Tirò fuori il taccuino: il numero 514, serie 23, era proprio scritto su una pagina, per memoria. Ma il biglietto? Dove si trovava?
Corse nello studio a cercare la scatola delle buste in una delle quali aveva riposto il prezioso biglietto. Ma, appena entrato, si fermò di colpo: barcollò di nuovo e provò un’altra fitta al cuore: la scatola delle buste non era al solito posto e, ciò che era ancora piú terribile, in quel momento si ricordò che non c’era da parecchie settimane. Da settimane non la vedeva piú davanti a sé, come prima, nelle ore in cui correggeva i compiti dei suoi alunni.
Un rumore di passi sulla ghiaia del giardino… Il professore chiamò: – Suzanne! Suzanne!
La ragazza arrivò di corsa, salí le scale precipitosamente.
– Suzanne, – balbettò il padre con voce strozzata. – Suzanne… la scatola… la scatola delle buste?…
– Quale?
– Quella del Louvre… che portai un giovedí… e che era qui sul mio tavolo da lavoro…
– Ma papà!? L’abbiamo messa via insieme.
– Quando?
– La sera, la sera prima…
– Ma dove? Rispondi… mi fai morire…
– Dove? Nello scrittoio.
– Nello scrittoio che ci hanno rubato?
– Sí.
– Nello scrittoio che ci hanno rubato?
Ripeté la frase sottovoce, in preda allo sgomento. Poi prese la mano della figlia e, con tono ancora piú basso: – Conteneva un milione, figlia mia…
– Oh, papà, e perché non me l’hai detto? – mormorò Suzanne ingenuamente.
– Un milione! – riprese il padre. – Conteneva il biglietto vincente della lotteria.
L’enormità della disgrazia li schiacciò, letteralmente; rimasero a lungo in silenzio, senza avere il coraggio di romperlo. Alla fine, Suzanne disse: – Ma te lo pagheranno lo stesso, papà!
– Come? Quali prove posso fornirgli?
– Ci vogliono dunque le prove?
– Certo.
– E tu non ne hai?
– Sí, ne ho una.
– E allora?
– Ma era nella scatola.
– Nella scatola che è sparita?
– Sí, e ora il ladro riscuoterà lui il milione.
– Ma sarebbe ingiusto. Vediamo un po’, papà. Almeno potrai opporti.
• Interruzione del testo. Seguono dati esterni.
//! Point-in-time views of a bakery lock, for debugging and tests.

use core::fmt;
use serde::{Deserialize, Serialize};
use super::registry::SlotId;

/// Where a slot sits in its acquire/release cycle.
///
/// A slot that holds the lock is indistinguishable from one still in the
/// waiting room: both are `Ticketed`.
#[derive(Debug, Clone, Copy, PartialEq, Eq, Hash, Serialize, Deserialize)]
#[serde(rename_all = "snake_case")]
pub enum SlotPhase {
    /// No pending request.
    Idle,
    /// Inside the doorway, choosing a ticket.
    Entering,
    /// Holding a ticket: waiting or in the critical section.
    Ticketed,
}

/// Doorway flag and ticket of one slot.
#[derive(Debug, Clone, Copy, PartialEq, Eq, Serialize, Deserialize)]
pub struct SlotState {
    /// The slot these values were read from.
    pub slot: SlotId,
    /// Derived from `choosing` and `ticket`.
    pub phase: SlotPhase,
    /// Doorway flag.
    pub choosing: bool,
    /// Ticket; `0` when idle.
    pub ticket: usize,
}

impl SlotState {
    pub(crate) fn new(slot: SlotId, choosing: bool, ticket: usize) -> Self {
        let phase = if choosing {
            SlotPhase::Entering
        } else if ticket != 0 {
            SlotPhase::Ticketed
        } else {
            SlotPhase::Idle
        };
        Self {
            slot,
            phase,
            choosing,
            ticket,
        }
    }
}

/// Every slot of a lock, read one after another.
#[derive(Debug, Clone, PartialEq, Eq, Serialize, Deserialize)]
pub struct BakerySnapshot {
    capacity: usize,
    registered: usize,
    slots: Vec<SlotState>,
}

impl BakerySnapshot {
    pub(crate) fn new(capacity: usize, registered: usize, slots: Vec<SlotState>) -> Self {
        Self {
            capacity,
            registered,
            slots,
        }
    }

    /// Number of slots in the lock.
    #[inline]
    pub fn capacity(&self) -> usize {
        self.capacity
    }

    /// Number of slots that had an owner.
    #[inline]
    pub fn registered(&self) -> usize {
        self.registered
    }

    /// Per-slot state, indexed by slot.
    #[inline]
    pub fn slots(&self) -> &[SlotState] {
        &self.slots
    }

    /// Ticketed slots in the order the lock serves them: by ticket, then slot.
    pub fn service_order(&self) -> Vec<SlotId> {
        let mut ticketed: Vec<_> = self
            .slots
            .iter()
            .filter(|s| s.ticket != 0)
            .map(|s| (s.ticket, s.slot))
            .collect();
        ticketed.sort_unstable();
        ticketed.into_iter().map(|(_, slot)| slot).collect()
    }

    /// Returns `true` if no slot is choosing or holding a ticket.
    pub fn is_quiescent(&self) -> bool {
        self.slots.iter().all(|s| s.phase == SlotPhase::Idle)
    }
}

impl fmt::Display for BakerySnapshot {
    fn fmt(&self, f: &mut fmt::Formatter<'_>) -> fmt::Result {
        writeln!(f, "bakery: {}/{} slots registered", self.registered, self.capacity)?;
        for s in &self.slots {
            match s.phase {
                SlotPhase::Idle => writeln!(f, "  slot {}: idle", s.slot)?,
                SlotPhase::Entering => writeln!(f, "  slot {}: choosing", s.slot)?,
                SlotPhase::Ticketed => writeln!(f, "  slot {}: ticket {}", s.slot, s.ticket)?,
            }
        }
        Ok(())
    }
}
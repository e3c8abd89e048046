use bakery::BakeryLock;
use std::cell::UnsafeCell;
use std::sync::mpsc;
use std::sync::{Arc, Mutex};
use std::thread;
use std::time::{Duration, Instant};

/// A counter with no synchronization of its own; races would lose updates.
struct Unsynchronized(UnsafeCell<u64>);

// SAFETY: only touched inside the bakery critical section.
unsafe impl Sync for Unsynchronized {}

impl Unsynchronized {
    fn bump(&self) {
        unsafe {
            let value = std::ptr::read_volatile(self.0.get());
            thread::yield_now();
            std::ptr::write_volatile(self.0.get(), value + 1);
        }
    }
}

fn wait_until(mut condition: impl FnMut() -> bool) {
    let deadline = Instant::now() + Duration::from_secs(30);
    while !condition() {
        assert!(Instant::now() < deadline, "condition not reached in time");
        thread::yield_now();
    }
}

#[test]
fn test_mutual_exclusion_on_plain_counter() {
    const THREADS: usize = 4;
    const ITERS: u64 = 500;

    let lock = BakeryLock::<THREADS>::new();
    let counter = Unsynchronized(UnsafeCell::new(0));

    thread::scope(|s| {
        for _ in 0..THREADS {
            s.spawn(|| {
                for _ in 0..ITERS {
                    lock.acquire().unwrap();
                    counter.bump();
                    lock.release();
                }
            });
        }
    });

    assert_eq!(counter.0.into_inner(), THREADS as u64 * ITERS);
    assert!(lock.snapshot().is_quiescent());
}

#[test]
fn test_guard_and_with_lock_exclude_each_other() {
    let lock = BakeryLock::<3>::new();
    let counter = Unsynchronized(UnsafeCell::new(0));

    thread::scope(|s| {
        s.spawn(|| {
            for _ in 0..300 {
                let _guard = lock.lock().unwrap();
                counter.bump();
            }
        });
        s.spawn(|| {
            for _ in 0..300 {
                lock.with_lock(|| counter.bump()).unwrap();
            }
        });
        for _ in 0..300 {
            lock.acquire().unwrap();
            counter.bump();
            lock.release();
        }
    });

    assert_eq!(counter.0.into_inner(), 900);
}

#[test]
fn test_no_deadlock_under_heavy_contention() {
    const THREADS: usize = 8;
    const ITERS: usize = 10_000;

    let lock = Arc::new(BakeryLock::<THREADS>::new());
    let (done_tx, done_rx) = mpsc::channel();

    let coordinator = {
        let lock = Arc::clone(&lock);
        thread::spawn(move || {
            let workers: Vec<_> = (0..THREADS)
                .map(|_| {
                    let lock = Arc::clone(&lock);
                    thread::spawn(move || {
                        for _ in 0..ITERS {
                            lock.acquire().unwrap();
                            lock.release();
                        }
                    })
                })
                .collect();
            for worker in workers {
                worker.join().unwrap();
            }
            done_tx.send(()).unwrap();
        })
    };

    done_rx
        .recv_timeout(Duration::from_secs(300))
        .expect("bakery lock did not finish all acquisitions");
    coordinator.join().unwrap();
    assert_eq!(lock.registry().len(), THREADS);
}

#[test]
fn test_first_come_first_served() {
    let lock = BakeryLock::<3>::new();
    let holder = lock.register().unwrap();
    assert_eq!(holder.index(), 0);
    lock.acquire().unwrap();

    let order = Mutex::new(Vec::new());
    let lock = &lock;
    let order_ref = &order;

    let (early, late) = thread::scope(|s| {
        // The late thread registers first, so it owns the smaller slot id.
        let (late_slot_tx, late_slot_rx) = mpsc::channel();
        let (go_tx, go_rx) = mpsc::channel::<()>();
        s.spawn(move || {
            late_slot_tx.send(lock.register().unwrap()).unwrap();
            go_rx.recv().unwrap();
            let guard = lock.lock().unwrap();
            order_ref.lock().unwrap().push(guard.slot());
        });
        let late = late_slot_rx.recv().unwrap();
        assert_eq!(late.index(), 1);

        let (early_slot_tx, early_slot_rx) = mpsc::channel();
        s.spawn(move || {
            early_slot_tx.send(lock.register().unwrap()).unwrap();
            let guard = lock.lock().unwrap();
            order_ref.lock().unwrap().push(guard.slot());
        });
        let early = early_slot_rx.recv().unwrap();
        assert_eq!(early.index(), 2);

        // The early thread's doorway is complete before the late one starts.
        wait_until(|| lock.ticket(early) != 0 && !lock.is_choosing(early));
        go_tx.send(()).unwrap();
        wait_until(|| lock.ticket(late) != 0 && !lock.is_choosing(late));

        assert!(lock.ticket(early) < lock.ticket(late));
        assert_eq!(lock.snapshot().service_order(), vec![holder, early, late]);

        lock.release();
        (early, late)
    });

    assert_eq!(order.into_inner().unwrap(), vec![early, late]);
}

#[test]
fn test_capacity_exceeded_for_extra_thread() {
    let lock = BakeryLock::<3>::new();

    thread::scope(|s| {
        for _ in 0..3 {
            s.spawn(|| {
                lock.acquire().unwrap();
                lock.release();
            })
            .join()
            .unwrap();
        }
    });
    assert!(lock.registry().is_full());

    let err = lock.acquire().unwrap_err();
    assert_eq!(err.capacity(), 3);
    assert_eq!(err.to_string(), "bakery lock capacity of 3 threads exceeded");

    // The failed call leaves every slot untouched and consumes nothing.
    assert_eq!(lock.registry().len(), 3);
    assert!(lock.snapshot().is_quiescent());
    assert!(lock.lock().is_err());
    assert!(lock.with_lock(|| 1).is_err());
    assert!(lock.registry().current_slot().is_none());
}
– Chi lo sa? Chi lo sa? Quell’uomo dev’essere molto forte. Dispone di tali risorse… Ricordati come è andata a finire la faccenda dello scrittoio… – In un risveglio di energia, si alzò e, battendo il piede, aggiunse: – Ebbene, no! Non l’avrà, non avrà il mio milione! Perché dovrebbe averlo? Dopo tutto, per abile che sia, neppure lui può far niente. Se si presenta per incassare lo arrestano! Ah, la vedremo, caro mio, la vedremo!
– Hai dunque un’idea?
– Ho l’idea di difendere il nostro diritto fino in fondo, qualunque cosa accada. E riusciremo. Il milione è mio e l’avrò.
Pochi minuti dopo, spediva il seguente telegramma:
AL GOVERNATORE DEL CRÉDIT FONCIER, RUE CAPUCINE, PARIGI. SONO POSSESSORE BIGLIETTO 514 SERIE 23. FARÒ OPPOSIZIONE RICORRENDO VIE LEGALI A QUALUNQUE RECLAMO DA PARTE DI ESTRANEI. STOP. GERBOIS.
Quasi contemporaneamente, al Crédit Foncier giungeva quest’altro telegramma:
BIGLIETTO 514 SERIE 23. TROVASI IN MIO POSSESSO. STOP. ARSÈNE LUPIN.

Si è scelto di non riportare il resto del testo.